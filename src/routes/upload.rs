use axum::{
    body::Body,
    extract::{Path, Query, State},
    http::HeaderMap,
    Json,
};
use blob_store::BlobError;
use data_model::{BlobMetadata, Visibility};
use futures::StreamExt;
use opentelemetry::KeyValue;

use super::RouteState;
use crate::{
    http_objects::{ApiError, UploadQuery},
    metrics::Timer,
};

/// Upload a blob in the request body
#[utoipa::path(
    post,
    path = "/blob/upload/{namespace}/{key}",
    request_body(content_type = "application/octet-stream", content = inline(String), description = "Raw blob bytes"),
    tag = "blobs",
    params(
        ("namespace" = String, Path, description = "Namespace the blob belongs to"),
        ("key" = String, Path, description = "Key of the blob within the namespace"),
        UploadQuery,
    ),
    responses(
        (status = 200, description = "blob stored", body = BlobMetadata),
        (status = 400, description = "invalid identifier or empty payload", body = ApiError),
        (status = 401, description = "rejected by the authorization layer in front of the gateway", body = ApiError),
        (status = INTERNAL_SERVER_ERROR, description = "unable to store blob", body = ApiError)
    ),
)]
pub async fn upload_blob(
    State(state): State<RouteState>,
    Path((namespace, key)): Path<(String, String)>,
    Query(query): Query<UploadQuery>,
    headers: HeaderMap,
    body: Body,
) -> Result<Json<BlobMetadata>, ApiError> {
    let timer_kvs = &[KeyValue::new("op", "upload")];
    let _timer = Timer::start_with_labels(&state.metrics.request_latency, timer_kvs);

    let content_type = headers
        .get("Content-Type")
        .and_then(|value| value.to_str().ok())
        .map(|s| s.to_string());

    let payload_stream = body.into_data_stream().map(|res| {
        res.map_err(|err| BlobError::Stream {
            reason: err.to_string(),
        })
    });

    let metadata = state
        .gateway
        .upload(
            &namespace,
            &key,
            content_type,
            Visibility::from_public_flag(query.is_public),
            payload_stream,
        )
        .await?;

    state.metrics.uploads.add(1, &[]);
    state.metrics.upload_bytes.add(metadata.size, &[]);

    Ok(Json(metadata))
}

^^^^^^^^^^^^^^^^

### Exercise brief
Return all of the data precisely as it appears.

### Reply
filename src/routes/upload.rs
use axum::{
    body::Body,
    extract::{Path, Query, State},
    http::HeaderMap,
    Json,
};
use blob_store::BlobError;
use data_model::{BlobMetadata, Visibility};
use futures::StreamExt;
use opentelemetry::KeyValue;

use super::RouteState;
use crate::{
    http_objects::{ApiError, UploadQuery},
    metrics::Timer,
};

/// Upload a blob in the request body
#[utoipa::path(
    post,
    path = "/blob/upload/{namespace}/{key}",
    request_body(content_type = "application/octet-stream", content = inline(String), description = "Raw blob bytes"),
    tag = "blobs",
    params(
        ("namespace" = String, Path, description = "Namespace the blob belongs to"),
        ("key" = String, Path, description = "Key of the blob within the namespace"),
        UploadQuery,
    ),
    responses(
        (status = 200, description = "blob stored", body = BlobMetadata),
        (status = 400, description = "invalid identifier or empty payload", body = ApiError),
        (status = 401, description = "rejected by the authorization layer in front of the gateway", body = ApiError),
        (status = INTERNAL_SERVER_ERROR, description = "unable to store blob", body = ApiError)
    ),
)]
pub async fn upload_blob(
    State(state): State<RouteState>,
    Path((namespace, key)): Path<(String, String)>,
    Query(query): Query<UploadQuery>,
    headers: HeaderMap,
    body: Body,
) -> Result<Json<BlobMetadata>, ApiError> {
    let timer_kvs = &[KeyValue::new("op", "upload")];
    let _timer = Timer::start_with_labels(&state.metrics.request_latency, timer_kvs);

    let content_type = headers
        .get("Content-Type")
        .and_then(|value| value.to_str().ok())
        .map(|s| s.to_string());

    let payload_stream = body.into_data_stream().map(|res| {
        res.map_err(|err| BlobError::Stream {
            reason: err.to_string(),
        })
    });

    let metadata = state
        .gateway
        .upload(
            &namespace,
            &key,
            content_type,
            Visibility::from_public_flag(query.is_public),
            payload_stream,
        )
        .await?;

    state.metrics.uploads.add(1, &[]);
    state.metrics.upload_bytes.add(metadata.size, &[]);

    Ok(Json(metadata))
}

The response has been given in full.